In Self-Compassion by christine3 Comments

Getting Older

Getting older.
It is a luxury denied many, and yet in our Western society we tend to look upon aging with despair. Sure, I’m not crazy about my loss of estrogen, weakening eyesight, relentless greying hair, and slower metabolism…
BUT: there is an amazing sense of freedom that accompanies getting older. I simply do not waste my time “shoulding” all over myself as I did in my younger years. If I don’t want to do something that is not congruent with my values, ethic, or beliefs, I don’t do it. Better yet: I resist second-guessing myself about it.
Something else that I have learned is that sometimes the people we think should (there it is again) love and support us, simply do not have the capacity or desire to do so.
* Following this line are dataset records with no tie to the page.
//! Best-effort soft deadline for a scoped unit of work.
//!
//! Two backends. On unix, a SIGALRM alarm whose handler sets a flag: the
//! signal interrupts blocking syscalls, and the flag plus elapsed time are
//! checked when the unit returns. Elsewhere, a background timer thread sets
//! an atomic flag that is checked only when the unit naturally returns, so
//! a truly stuck unit cannot be preempted (a documented limitation). A
//! deadline of zero (or a failed arm) degrades to a passthrough that runs
//! the unit unenforced rather than refusing to run it.
//!
//! The unix backend restores the previous SIGALRM action and cancels any
//! pending alarm on every exit path, including unwinds out of the unit.

use std::fmt;

/// The unit of work missed its deadline.
#[derive(Debug, Clone, Copy, PartialEq, Eq)]
pub struct DeadlineExpired {
    /// The deadline that was missed, in seconds.
    pub secs: u64,
}

impl fmt::Display for DeadlineExpired {
    fn fmt(&self, f: &mut fmt::Formatter<'_>) -> fmt::Result {
        write!(f, "deadline of {}s expired", self.secs)
    }
}

impl std::error::Error for DeadlineExpired {}

/// Runs `unit` under a soft deadline of `secs` seconds.
///
/// A deadline of zero disables enforcement entirely.
pub fn run_with_deadline<T>(
    secs: u64,
    unit: impl FnOnce() -> T,
) -> Result<T, DeadlineExpired> {
    if secs == 0 {
        return Ok(unit());
    }
    backend::run(secs, unit)
}

#[cfg(unix)]
mod backend {
    use std::sync::atomic::{AtomicBool, Ordering};
    use std::sync::Mutex;

    use nix::sys::signal::{sigaction, SaFlags, SigAction, SigHandler, SigSet, Signal};

    use super::DeadlineExpired;

    // The alarm is process-global, so armed sections serialize: a second
    // caller waits rather than clobbering the pending alarm.
    static ALARM_LOCK: Mutex<()> = Mutex::new(());
    static FIRED: AtomicBool = AtomicBool::new(false);

    extern "C" fn on_alarm(_signal: libc::c_int) {
        FIRED.store(true, Ordering::SeqCst);
    }

    /// Arms the alarm and restores the prior state on drop, whichever exit
    /// path runs: normal return, early return, or unwind.
    struct AlarmGuard {
        previous: SigAction,
    }

    impl AlarmGuard {
        fn arm(secs: u64) -> Option<Self> {
            FIRED.store(false, Ordering::SeqCst);
            let action = SigAction::new(
                SigHandler::Handler(on_alarm),
                SaFlags::empty(),
                SigSet::empty(),
            );
            let previous = unsafe { sigaction(Signal::SIGALRM, &action) }.ok()?;
            unsafe { libc::alarm(secs.min(libc::c_uint::MAX as u64) as libc::c_uint) };
            Some(Self { previous })
        }
    }

    impl Drop for AlarmGuard {
        fn drop(&mut self) {
            unsafe {
                libc::alarm(0);
                let _ = sigaction(Signal::SIGALRM, &self.previous);
            }
        }
    }

    pub(super) fn run<T>(secs: u64, unit: impl FnOnce() -> T) -> Result<T, DeadlineExpired> {
        let _lock = ALARM_LOCK.lock().unwrap_or_else(|poisoned| poisoned.into_inner());
        match AlarmGuard::arm(secs) {
            Some(guard) => {
                let value = unit();
                drop(guard);
                if FIRED.swap(false, Ordering::SeqCst) {
                    Err(DeadlineExpired { secs })
                } else {
                    Ok(value)
                }
            }
            // Arming failed: run unenforced rather than refusing to run.
            None => Ok(unit()),
        }
    }
}

#[cfg(not(unix))]
mod backend {
    use std::sync::atomic::{AtomicBool, Ordering};
    use std::sync::mpsc;
    use std::sync::Arc;
    use std::thread;
    use std::time::Duration;

    use super::DeadlineExpired;

    pub(super) fn run<T>(secs: u64, unit: impl FnOnce() -> T) -> Result<T, DeadlineExpired> {
        let fired = Arc::new(AtomicBool::new(false));
        let (cancel, timer) = mpsc::channel::<()>();

        let watcher_flag = Arc::clone(&fired);
        let watcher = thread::spawn(move || {
            // A cancel message (or a dropped sender) ends the timer early.
            if timer.recv_timeout(Duration::from_secs(secs)).is_err() {
                watcher_flag.store(true, Ordering::SeqCst);
            }
        });

        let value = unit();

        let _ = cancel.send(());
        let _ = watcher.join();

        if fired.load(Ordering::SeqCst) {
            Err(DeadlineExpired { secs })
        } else {
            Ok(value)
        }
    }
}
While there is no question it can be deeply hurtful to be turned away from one’s family-of-origin, we have a choice to create the family of our choosing, and go where we are lovingly embraced and welcomed – not tolerated or made to feel lesser-than, but to feel truly celebrated, and deeply seen. This to me is love in its purist form: a love not rooted in the perception that we are supposed to love another based on shared DNA, but love fueled by authenticity and true spiritual essence.
Once you honour your highest truths, others will respond to that light that shines within you. Those people are your tribe.
If you are finding yourself without your tribe, I urge you to not give up -they are there. Shine your authentic light so they can find you. And keep yourself open to the possibility that sometimes the best people you can surround yourself with can be met in some of the least likely of places.

~Christine

Comments

  1. Since I am a senior at 68 soon to be 69……I am and always have been the Black Sheep of the family…….it did cause me mental stress in the beginning…..but what the difficulty was that I couldn’t be put in a box to live according to what standards family had….I was different…..and ….in my estimation I was happy with “self” and didn’t have to follow what others expected of me.

    Since I left home at 15 1/2….I really hadn’t had any direction…..so this meant that I didn’t have a lot of external understanding other than what was given by attending church…..which ….I had an issue with ….”Thou Shalt Not”……so running my life my way lead to a lot of mistakes ….but didn’t know they were mistakes until just a few years ago……What I have been leading up to is this: At the age of 67 and due to circumstances……(my life as I knew it…fell apart)…..which led me to re-examine every aspect of my life prior to my 67 years……It’s been….very hard work …reprogramming the mind….changing and accepting and working but i’m grateful for every little bit of progress I have made…..the part of the reward is given to me by my daughter and how happy she is because of the progress she sees that I have made………Moral of the story: You’re Never Too Old”

    And my gratitude is extreme to come in contact with such a beautiful person as Christine Hall……”Buddha said: “Don’t look for the teacher….the teacher will find you”

    1. Author

      Thank you for sharing! One really is never too old to learn, or embark on a new dream or preferred way of being. I am honoured to be sometimes placed in the role of teacher…however, I am always in the role of student, for everyone I meet has something to teach me. For that, I am truly grateful.